Why it matters: Fluctuations to the national beef herd offer insights into cattle producers’ view of the industry’s shorter term outlook. Breeding stock declines and fewer heifers being retained for breeding sends strong signals that many producers see the upcoming winter as a time to downsize and hold on, rather than a time to invest and grow.
As of July 1, Canada had 12.4 million cattle on farms, down 0.8 per cent from July 2017, StatsCan said. That’s 26.3 per cent less than the peak number recorded in July 2005.
The number of beef heifers retained for breeding was down 2.6 per cent to 669,000. The number of beef cows declined by 1.2 per cent to 3.7 million head. Calf numbers were down 1.3 per cent to four million. Feeder heifer numbers were up 2.7 per cent and steers were down by 1.3 per cent compared to July 2017, according to the report.

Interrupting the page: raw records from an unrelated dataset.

use std::fs;
use std::path::Path;

use reqwest::Url;
use serde::{Deserialize, Serialize};

use crate::parser::{ParseError, compile_pattern, compile_selector};
use crate::types::Source;

pub const ENSEMBL_BASE_URL: &str = "https://www.ensembl.org";
pub const NCBI_BASE_URL: &str = "https://www.ncbi.nlm.nih.gov";
pub const UCSC_BASE_URL: &str = "https://genome.ucsc.edu";

const SPECIES_PLACEHOLDER: &str = "{species}";

#[derive(Debug, thiserror::Error)]
pub enum RulesError {
    #[error("Failed to read rules file {path}: {source}")]
    Io {
        path: String,
        #[source]
        source: std::io::Error,
    },
    #[error("Failed to decode rules file {path}: {source}")]
    Json {
        path: String,
        #[source]
        source: serde_json::Error,
    },
    #[error("Invalid base URL for {source_name}: {url}")]
    InvalidUrl { source_name: Source, url: String },
    #[error("Invalid rule for {source_name}: {error}")]
    Parse {
        source_name: Source,
        #[source]
        error: ParseError,
    },
}

/// How the version string is pulled out of a fetched page.
#[derive(Debug, Clone, PartialEq, Eq, Serialize, Deserialize)]
#[serde(tag = "kind", rename_all = "snake_case")]
pub enum Extraction {
    /// Trimmed text of the first element matching `selector`.
    FirstElement { selector: String },
    /// First capture group of `pattern` in the first `selector` match whose
    /// text contains the species name.
    MatchingOption { selector: String, pattern: String },
}

#[derive(Debug, Clone, PartialEq, Eq, Serialize, Deserialize)]
pub struct SourceRule {
    pub base_url: String,
    pub path: String,
    #[serde(default = "default_space_delimiter")]
    pub space_delimiter: String,
    pub extraction: Extraction,
}

fn default_space_delimiter() -> String {
    " ".to_string()
}

impl SourceRule {
    pub fn ensembl() -> Self {
        Self {
            base_url: ENSEMBL_BASE_URL.to_string(),
            path: "/species/{species}".to_string(),
            space_delimiter: "_".to_string(),
            extraction: Extraction::FirstElement {
                selector: "p.assembly-version".to_string(),
            },
        }
    }

    pub fn ncbi() -> Self {
        Self {
            base_url: NCBI_BASE_URL.to_string(),
            path: "/genome/?term={species}".to_string(),
            space_delimiter: "+".to_string(),
            extraction: Extraction::FirstElement {
                selector: "span.assembly-name".to_string(),
            },
        }
    }

    pub fn ucsc() -> Self {
        Self {
            base_url: UCSC_BASE_URL.to_string(),
            path: "/cgi-bin/hgGateway".to_string(),
            space_delimiter: default_space_delimiter(),
            extraction: Extraction::MatchingOption {
                selector: "option".to_string(),
                pattern: r"\((.*?)\)".to_string(),
            },
        }
    }

    pub fn url_for(&self, species: &str) -> String {
        let species = species.replace(' ', &self.space_delimiter);
        format!(
            "{}{}",
            self.base_url.trim_end_matches('/'),
            self.path.replace(SPECIES_PLACEHOLDER, &species)
        )
    }

    fn validate(&self, source: Source) -> Result<(), RulesError> {
        Url::parse(&self.base_url).map_err(|_| RulesError::InvalidUrl {
            source_name: source,
            url: self.base_url.clone(),
        })?;

        let parse_error = |error: ParseError| RulesError::Parse {
            source_name: source,
            error,
        };
        match &self.extraction {
            Extraction::FirstElement { selector } => {
                compile_selector(selector).map_err(parse_error)?;
            }
            Extraction::MatchingOption { selector, pattern } => {
                compile_selector(selector).map_err(parse_error)?;
                compile_pattern(pattern).map_err(parse_error)?;
            }
        }
        Ok(())
    }
}

/// One extraction rule per source.
#[derive(Debug, Clone, PartialEq, Eq, Serialize, Deserialize)]
#[serde(default)]
pub struct RuleSet {
    pub ensembl: SourceRule,
    pub ncbi: SourceRule,
    pub ucsc: SourceRule,
}

impl Default for RuleSet {
    fn default() -> Self {
        Self {
            ensembl: SourceRule::ensembl(),
            ncbi: SourceRule::ncbi(),
            ucsc: SourceRule::ucsc(),
        }
    }
}

impl RuleSet {
    /// Loads rules from a JSON file. Sources the file leaves out keep their
    /// built-in rule.
    pub fn from_file(path: impl AsRef<Path>) -> Result<Self, RulesError> {
        let path = path.as_ref();
        let json = fs::read_to_string(path).map_err(|source| RulesError::Io {
            path: path.display().to_string(),
            source,
        })?;
        let rules: RuleSet = serde_json::from_str(&json).map_err(|source| RulesError::Json {
            path: path.display().to_string(),
            source,
        })?;
        log::debug!("Loaded extraction rules from {}", path.display());
        rules.validate()
    }

    pub fn validate(self) -> Result<Self, RulesError> {
        for source in Source::ALL {
            self.get(source).validate(source)?;
        }
        Ok(self)
    }

    pub fn get(&self, source: Source) -> &SourceRule {
        match source {
            Source::Ensembl => &self.ensembl,
            Source::Ncbi => &self.ncbi,
            Source::Ucsc => &self.ucsc,
        }
    }

    pub fn get_mut(&mut self, source: Source) -> &mut SourceRule {
        match source {
            Source::Ensembl => &mut self.ensembl,
            Source::Ncbi => &mut self.ncbi,
            Source::Ucsc => &mut self.ucsc,
        }
    }

    /// Points `source` at another host, keeping its path and extraction.
    pub fn with_base_url(mut self, source: Source, base_url: impl Into<String>) -> Self {
        self.get_mut(source).base_url = base_url.into();
        self
    }
}

#[cfg(test)]
mod tests {
    use super::*;

    #[test]
    fn test_default_urls() {
        let rules = RuleSet::default();
        assert_eq!(
            rules.get(Source::Ensembl).url_for("Saccharomyces cerevisiae"),
            "https://www.ensembl.org/species/Saccharomyces_cerevisiae"
        );
        assert_eq!(
            rules.get(Source::Ncbi).url_for("Saccharomyces cerevisiae"),
            "https://www.ncbi.nlm.nih.gov/genome/?term=Saccharomyces+cerevisiae"
        );
        assert_eq!(
            rules.get(Source::Ucsc).url_for("Saccharomyces cerevisiae"),
            "https://genome.ucsc.edu/cgi-bin/hgGateway"
        );
    }

    #[test]
    fn test_default_rules_are_valid() {
        assert!(RuleSet::default().validate().is_ok());
    }

    #[test]
    fn test_with_base_url() {
        let rules = RuleSet::default().with_base_url(Source::Ensembl, "http://127.0.0.1:8080/");
        assert_eq!(
            rules.get(Source::Ensembl).url_for("Homo sapiens"),
            "http://127.0.0.1:8080/species/Homo_sapiens"
        );
        assert_eq!(rules.ncbi, SourceRule::ncbi());
    }

    #[test]
    fn test_partial_json_keeps_defaults() {
        let json = r#"{
            "ncbi": {
                "base_url": "https://www.ncbi.nlm.nih.gov",
                "path": "/datasets/genome/?taxon={species}",
                "space_delimiter": "%20",
                "extraction": { "kind": "first_element", "selector": "td.assembly" }
            }
        }"#;
        let rules: RuleSet = serde_json::from_str(json).expect("Failed to decode rules");

        assert_eq!(rules.ensembl, SourceRule::ensembl());
        assert_eq!(rules.ucsc, SourceRule::ucsc());
        assert_eq!(
            rules.ncbi.url_for("Homo sapiens"),
            "https://www.ncbi.nlm.nih.gov/datasets/genome/?taxon=Homo%20sapiens"
        );
        assert_eq!(
            rules.ncbi.extraction,
            Extraction::FirstElement {
                selector: "td.assembly".to_string()
            }
        );
    }

    #[test]
    fn test_validate_rejects_bad_selector() {
        let mut rules = RuleSet::default();
        rules.ucsc.extraction = Extraction::MatchingOption {
            selector: "option[".to_string(),
            pattern: r"\((.*?)\)".to_string(),
        };
        let err = rules.validate().unwrap_err();
        assert!(matches!(
            err,
            RulesError::Parse {
                source_name: Source::Ucsc,
                ..
            }
        ));
    }

    #[test]
    fn test_validate_rejects_bad_base_url() {
        let rules = RuleSet::default().with_base_url(Source::Ncbi, "not a url");
        assert!(matches!(
            rules.validate(),
            Err(RulesError::InvalidUrl {
                source_name: Source::Ncbi,
                ..
            })
        ));
    }
}
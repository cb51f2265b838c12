use std::io::{self, BufRead, Write};
use std::path::PathBuf;
use std::process;
use std::str::FromStr;
use std::time::Duration;

use clap::{Parser, ValueEnum};
use genover::scraper::DEFAULT_TIMEOUT;
use genover::{RuleSet, Source, WebScraper, normalize_species};
use log::LevelFilter;

#[derive(Parser)]
#[command(name = "genover")]
#[command(
    about = "Look up the latest genome assembly version of a species on Ensembl, NCBI and UCSC",
    long_about = None
)]
struct Cli {
    #[arg(help = "Species name, e.g. \"Saccharomyces cerevisiae\". Prompted for when omitted")]
    species: Option<String>,

    #[arg(
        short = 's',
        long = "source",
        value_parser = parse_source,
        help = "Only check this source (repeatable): ensembl, ncbi or ucsc"
    )]
    sources: Vec<Source>,

    #[arg(
        short = 'o',
        long = "output",
        value_enum,
        default_value = "text",
        help = "Output format"
    )]
    format: OutputFormat,

    #[arg(long, value_name = "FILE", help = "JSON file overriding the extraction rules")]
    rules: Option<PathBuf>,

    #[arg(
        long,
        value_name = "SECS",
        default_value_t = DEFAULT_TIMEOUT.as_secs(),
        value_parser = clap::value_parser!(u64).range(1..),
        help = "HTTP timeout per request"
    )]
    timeout: u64,

    #[arg(
        short = 'l',
        long = "log-level",
        value_enum,
        default_value = "warn",
        help = "Set the logging level"
    )]
    log_level: LogLevel,
}

#[derive(Debug, Clone, ValueEnum)]
enum LogLevel {
    Off,
    Error,
    Warn,
    Info,
    Debug,
    Trace,
}

impl From<LogLevel> for LevelFilter {
    fn from(level: LogLevel) -> Self {
        match level {
            LogLevel::Off => LevelFilter::Off,
            LogLevel::Error => LevelFilter::Error,
            LogLevel::Warn => LevelFilter::Warn,
            LogLevel::Info => LevelFilter::Info,
            LogLevel::Debug => LevelFilter::Debug,
            LogLevel::Trace => LevelFilter::Trace,
        }
    }
}

#[derive(Debug, Clone, ValueEnum)]
enum OutputFormat {
    Text,
    Json,
}

fn parse_source(s: &str) -> Result<Source, String> {
    Source::from_str(s).map_err(|e| e.to_string())
}

fn prompt_species() -> io::Result<String> {
    print!("Enter the species name (e.g., Saccharomyces cerevisiae): ");
    io::stdout().flush()?;

    let mut line = String::new();
    io::stdin().lock().read_line(&mut line)?;
    Ok(line)
}

#[tokio::main]
async fn main() {
    let cli = Cli::parse();

    env_logger::Builder::new()
        .filter_level(cli.log_level.clone().into())
        .init();

    let rules = match &cli.rules {
        Some(path) => RuleSet::from_file(path),
        None => RuleSet::default().validate(),
    }
    .unwrap_or_else(|e| {
        log::error!("Invalid extraction rules: {}", e);
        process::exit(1);
    });

    let scraper = WebScraper::with_rules(rules, Duration::from_secs(cli.timeout))
        .unwrap_or_else(|e| {
            log::error!("Error creating scraper: {}", e);
            process::exit(1);
        });

    let prompted = cli.species.is_none();
    let input = match cli.species {
        Some(species) => species,
        None => prompt_species().unwrap_or_else(|e| {
            log::error!("Failed to read species name: {}", e);
            process::exit(1);
        }),
    };
    let species = normalize_species(&input).unwrap_or_else(|e| {
        log::error!("{}", e);
        process::exit(1);
    });

    let sources = if cli.sources.is_empty() {
        Source::ALL.to_vec()
    } else {
        cli.sources
    };

    let report = scraper.check_sources(&species, &sources).await;
    if report.failures() > 0 {
        log::info!(
            "{} of {} source(s) could not be checked",
            report.failures(),
            report.results.len()
        );
    }

    match cli.format {
        OutputFormat::Json => match serde_json::to_string_pretty(&report) {
            Ok(json) => println!("{}", json),
            Err(e) => {
                log::error!("Error serializing to JSON: {}", e);
                process::exit(1);
            }
        },
        OutputFormat::Text => {
            if prompted {
                println!();
            }
            print!("{}", report);
        }
    }
}
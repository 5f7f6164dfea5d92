//! Task orchestration.
//!
//! [`TaskOrchestrator`] drives a task through its lifecycle: pre-flight
//! validation, candidate ranking, failover execution, and the terminal
//! transition. Every mutation goes through the [`TaskStore`].
//!
//! Mutations of one task are serialized by a per-task async lock. Starting a
//! task opens a run (a cancellation token); `process` claims that run under
//! the lock, so a task is processed at most once per run and a canceled task
//! cannot be processed at all. Providers run without the lock held. Before
//! each attempt the stored state is re-read, which also stops the run when
//! another process cancels the task in a shared database. Results are
//! published under the lock after re-checking that the task is still
//! `working`, so a task canceled mid-call never receives a completion
//! artifact.

use relay_abstraction::{ChatMessage, ChatRole, ProviderRequest};
use relay_core::{
    Artifact, ArtifactKind, ArtifactMetadata, Message, Part, Role, StoreError, Task, TaskId, TaskState,
    TaskStore, TransitionError,
};
use relay_models::ProviderFactory;
use std::collections::HashMap;
use std::sync::atomic::{AtomicU64, Ordering};
use std::sync::{Arc, Mutex, PoisonError};
use tokio::sync::OwnedMutexGuard;
use tokio_util::sync::CancellationToken;
use tracing::{debug, info, warn};

use crate::config::RelayConfig;
use crate::error::{OrchestrationError, Result};
use crate::failover::{FailoverError, FailoverExecutor, FailoverOutcome, ProviderSet};
use crate::routing::{
    ModelCatalog, ModelFilter, ModelScorer, RoutingError, ScoredModel, SelectionStrategy, UsageTracker,
};

/// Status message for tasks rejected at pre-flight.
pub const REJECTED_NO_INPUT: &str = "task has no user message with text content";
/// Status message for tasks canceled on request.
pub const CANCELED_BY_REQUEST: &str = "canceled by request";

/// Request template and candidate constraints.
#[derive(Debug, Clone, PartialEq)]
pub struct OrchestratorSettings {
    /// Strategy used when the caller does not pick one.
    pub strategy: SelectionStrategy,
    /// Constraints on candidate models.
    pub filter: ModelFilter,
    /// Upper bound on generated tokens.
    pub max_tokens: u32,
    /// Sampling temperature.
    pub temperature: f32,
    /// Prepended as a system message when set.
    pub system_prompt: Option<String>,
}

impl Default for OrchestratorSettings {
    fn default() -> Self {
        let template = ProviderRequest::default();
        Self {
            strategy: SelectionStrategy::default(),
            filter: ModelFilter::default(),
            max_tokens: template.max_tokens,
            temperature: template.temperature,
            system_prompt: None,
        }
    }
}

// One `working` stint of a task, from start or resume until it settles.
#[derive(Debug)]
struct TaskRun {
    id: u64,
    token: CancellationToken,
    claimed: bool,
}

/// Runs tasks against the model catalog.
pub struct TaskOrchestrator {
    store: Arc<dyn TaskStore>,
    catalog: Arc<ModelCatalog>,
    usage: Arc<UsageTracker>,
    executor: FailoverExecutor,
    settings: OrchestratorSettings,
    locks: Mutex<HashMap<TaskId, Arc<tokio::sync::Mutex<()>>>>,
    runs: Mutex<HashMap<TaskId, TaskRun>>,
    next_run: AtomicU64,
}

impl std::fmt::Debug for TaskOrchestrator {
    fn fmt(&self, f: &mut std::fmt::Formatter<'_>) -> std::fmt::Result {
        f.debug_struct("TaskOrchestrator")
            .field("catalog_size", &self.catalog.len())
            .field("executor", &self.executor)
            .field("settings", &self.settings)
            .finish_non_exhaustive()
    }
}
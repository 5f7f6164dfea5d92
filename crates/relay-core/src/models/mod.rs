//! Data models for Relay Core.

pub mod artifact;
pub mod message;
pub mod task;

pub use artifact::{Artifact, ArtifactKind, ArtifactMetadata};
pub use message::{FileContent, Message, Part, Role};
pub use task::{Task, TaskBuilder, TaskError, TaskId, TaskKind, TaskState, TaskStatus};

On the dairy side, StatsCan reported 1.4 million cows on farms, up 0.8 per cent from July 1, 2017.
Canfax gave additional perspective to the numbers in its late August report.
“Cow marketings were up 11 per cent in the first half of the year, and poor calving conditions also may have contributed to lower calf numbers,” it said. “The Canadian calf inventory was 3.994 million head, and the last time the July 1 calf inventory was below four million was 1990.”
Most of the beef herd decline occurred in Western Canada, where cow inventory was down 1.3 per cent and heifer retention was down three per cent.
However, cattle numbers did increase in British Columbia by about three per cent. Manitoba numbers declined by 2.6 per cent, and Saskatchewan and Alberta by 1.4 per cent.
As for hog inventories, StatsCan said this report indicates the first year-over-year decrease in numbers since July 2014.
“However, the hog inventory remains 11.1 per cent above the July 1, 2014, level. As of July 1, 8,115 farms reported hogs in Canada, down 2.5 per cent from the same date a year earlier. These farms reported 1.2 million sows and gilts, up 0.3 per cent from July 1, 2017,” said StatsCan.
Some 2.7 million hogs were exported in the first half of this year, down 6.9 per cent from the same period in 2017.
Meanwhile, the number of sheep in Canada rose by 1.6 per cent compared to July 2017, with a total of 1,065,400 animals.
The sheep breeding herd increased for the first time in seven years, with more ewes and replacement lambs. The number of market lambs increased 2.5 per cent from year ago levels, totalling 423,700.